To quote Julia Grey's essay on heroism, which is linked from this blog's masthead:

You are looking at your wife as if she and her emotions are chess pieces you could move around on a board of your devising if you just knew the rules of the game or the "tricks" to try. But the answer is that you don't "move your wife out of her comfort zone," you move yourself out of YOURS.

Your comfort zone is the one where you"avoid conflict at all costs."

Maybe in some part of yourself you LIKE being a quiet, self-righteous sufferer, clutching your virtue to your bosom and resentfully telling yourself how your spouse is so awful to you, how her behavior or personality limits you so fatally, how she makes it just impossible for you to...(fill in the blank).

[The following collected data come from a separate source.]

//! Configuration loading traits and types.
//!
//! This module provides the `ConfigLoader` trait used to load TOML files and
//! the `MachineConfig` root that describes the whole cutter.
//!
//! # Usage
//!
//! ```rust,no_run
//! use archimedes_common::config::{load_machine_config, ConfigError};
//! use std::path::Path;
//!
//! fn main() -> Result<(), ConfigError> {
//!     let config = load_machine_config(Path::new("machine.toml"))?;
//!     println!("Service: {}", config.shared.service_name);
//!     Ok(())
//! }
//! ```
//!
//! # TOML Layout
//!
//! ```toml
//! [shared]
//! log_level = "debug"
//! service_name = "archimedes"
//!
//! [hal]
//! driver = "gpiod"
//! chip = "gpiochip0"
//!
//! [travel]
//! max_horizontal = 46.0
//!
//! [actuator]
//! dwell_seconds = 13.0
//! ```
//!
//! Every section is optional and falls back to the factory defaults in
//! [`crate::consts`].

use crate::consts::SERVICE_NAME;
use crate::hal::config::HalConfig;
use crate::hal::types::PinId;
use crate::machine::actuator::ActuatorConfig;
use crate::machine::axis::AxisTable;
use crate::machine::travel::{HeadConfig, TravelLimits};
use serde::{Deserialize, Serialize};
use std::collections::HashMap;
use static_assertions::assert_impl_all;
use std::path::Path;
use thiserror::Error;
use tracing::debug;

/// Error type for configuration loading operations.
#[derive(Debug, Clone, PartialEq, Error)]
pub enum ConfigError {
    /// Configuration file not found at specified path.
    #[error("Configuration file not found")]
    FileNotFound,

    /// TOML parsing failed.
    #[error("Failed to parse configuration: {0}")]
    ParseError(String),

    /// Semantic validation failed.
    #[error("Configuration validation failed: {0}")]
    ValidationError(String),
}

/// Log level for application logging.
///
/// Uses lowercase serde values for TOML compatibility.
#[derive(Debug, Clone, Copy, PartialEq, Eq, Serialize, Deserialize, Default)]
#[serde(rename_all = "lowercase")]
pub enum LogLevel {
    /// Most verbose, includes every pin write.
    Trace,
    /// Per-move parameters.
    Debug,
    /// Macro-steps and lifecycle.
    #[default]
    Info,
    /// Recoverable problems.
    Warn,
    /// Faults.
    Error,
}

impl LogLevel {
    /// Directive string accepted by `tracing_subscriber::EnvFilter`.
    pub const fn as_directive(self) -> &'static str {
        match self {
            Self::Trace => "trace",
            Self::Debug => "debug",
            Self::Info => "info",
            Self::Warn => "warn",
            Self::Error => "error",
        }
    }
}

fn default_service_name() -> String {
    SERVICE_NAME.to_string()
}

/// Common configuration fields (`[shared]`).
#[derive(Debug, Clone, PartialEq, Serialize, Deserialize)]
#[serde(deny_unknown_fields)]
pub struct SharedConfig {
    /// Logging verbosity level.
    #[serde(default)]
    pub log_level: LogLevel,

    /// Application instance identifier.
    #[serde(default = "default_service_name")]
    pub service_name: String,
}

impl SharedConfig {
    /// Validate the configuration.
    ///
    /// # Errors
    ///
    /// Returns `ConfigError::ValidationError` if `service_name` is empty.
    pub fn validate(&self) -> Result<(), ConfigError> {
        if self.service_name.is_empty() {
            return Err(ConfigError::ValidationError(
                "service_name cannot be empty".to_string(),
            ));
        }
        Ok(())
    }
}

impl Default for SharedConfig {
    fn default() -> Self {
        Self {
            log_level: LogLevel::default(),
            service_name: default_service_name(),
        }
    }
}

/// Trait for loading configuration from TOML files.
///
/// # Contract
///
/// - Returns `ConfigError::FileNotFound` if the file does not exist
/// - Returns `ConfigError::ParseError` if TOML syntax is invalid
pub trait ConfigLoader: Sized + serde::de::DeserializeOwned {
    /// Load configuration from a TOML file.
    fn load(path: &Path) -> Result<Self, ConfigError> {
        let content = std::fs::read_to_string(path).map_err(|e| {
            if e.kind() == std::io::ErrorKind::NotFound {
                ConfigError::FileNotFound
            } else {
                ConfigError::ParseError(e.to_string())
            }
        })?;

        toml::from_str(&content).map_err(|e| ConfigError::ParseError(e.to_string()))
    }
}

// Blanket implementation for all types that implement DeserializeOwned.
impl<T: serde::de::DeserializeOwned> ConfigLoader for T {}

// ─── MachineConfig ──────────────────────────────────────────────────

/// Root of `machine.toml`.
#[derive(Debug, Clone, Default, PartialEq, Serialize, Deserialize)]
#[serde(deny_unknown_fields)]
pub struct MachineConfig {
    #[serde(default)]
    pub shared: SharedConfig,
    #[serde(default)]
    pub hal: HalConfig,
    #[serde(default)]
    pub travel: TravelLimits,
    #[serde(default)]
    pub head: HeadConfig,
    #[serde(default)]
    pub axes: AxisTable,
    #[serde(default)]
    pub actuator: ActuatorConfig,
}

// Shared read-only between the worker thread and the operator shell.
assert_impl_all!(MachineConfig: Send, Sync, Clone);

impl MachineConfig {
    /// Parse and validate from a TOML string.
    pub fn from_toml(content: &str) -> Result<Self, ConfigError> {
        let config: Self =
            toml::from_str(content).map_err(|e| ConfigError::ParseError(e.to_string()))?;
        config.validate()?;
        Ok(config)
    }

    /// Validate every section and check that no pin is assigned twice.
    pub fn validate(&self) -> Result<(), ConfigError> {
        self.shared.validate()?;
        self.hal.validate()?;
        self.travel.validate()?;
        self.head.validate()?;
        self.axes.validate()?;
        self.actuator.validate()?;

        let mut owners: HashMap<PinId, String> = HashMap::new();
        for (pin, owner) in self.pin_assignments() {
            if let Some(previous) = owners.insert(pin, owner.clone()) {
                return Err(ConfigError::ValidationError(format!(
                    "pin {pin} assigned to both {previous} and {owner}"
                )));
            }
        }
        Ok(())
    }

    /// Every output pin the machine drives, in a stable order.
    pub fn output_pins(&self) -> Vec<PinId> {
        self.pin_assignments().into_iter().map(|(pin, _)| pin).collect()
    }

    fn pin_assignments(&self) -> Vec<(PinId, String)> {
        let mut pins = Vec::with_capacity(10);
        for axis in self.axes.iter() {
            pins.push((axis.direction_pin, format!("axis {} direction", axis.id)));
            pins.push((axis.step_pin, format!("axis {} step", axis.id)));
        }
        if let Some(supply) = self.actuator.supply_pin {
            pins.push((supply, "actuator supply".to_string()));
        }
        pins.push((self.actuator.enable_pin, "actuator enable".to_string()));
        pins.push((self.actuator.forward_pin, "actuator forward".to_string()));
        pins.push((self.actuator.reverse_pin, "actuator reverse".to_string()));
        pins
    }
}

/// Load and validate `machine.toml`.
pub fn load_machine_config(path: &Path) -> Result<MachineConfig, ConfigError> {
    let config = MachineConfig::load(path)?;
    config.validate()?;
    debug!(
        path = %path.display(),
        driver = %config.hal.driver,
        pins = config.output_pins().len(),
        "machine configuration loaded"
    );
    Ok(config)
}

You break the marital routine by breaking your own routines, especially the routines inside your head, the main one being the childish fantasy that if the other person could just straighten up and fly right --"flying right" defined as behaving in consonance with your pleasure -- you would finally be happy in your life. Meanwhile, YOU don't have to do squat. You can wash your lily-pure hands of the whole thing and sit back, secure in the knowledge that The Problem of the Marriage is the other person and their failings.

Reading Schnarch, Glover, Grey, and several other anonymous netizens saved me from being just another whining husband. Thanks to them, I have stepped out of my comfort zone and started the path to personal growth, realizing that there will be pain and no guarantees of success. It's a scary place to be. The anxiety has taken its toll, but I am grateful to all of them for having persuaded me to take the journey. It wasn't a gift that I asked for, but it is certainly one I needed.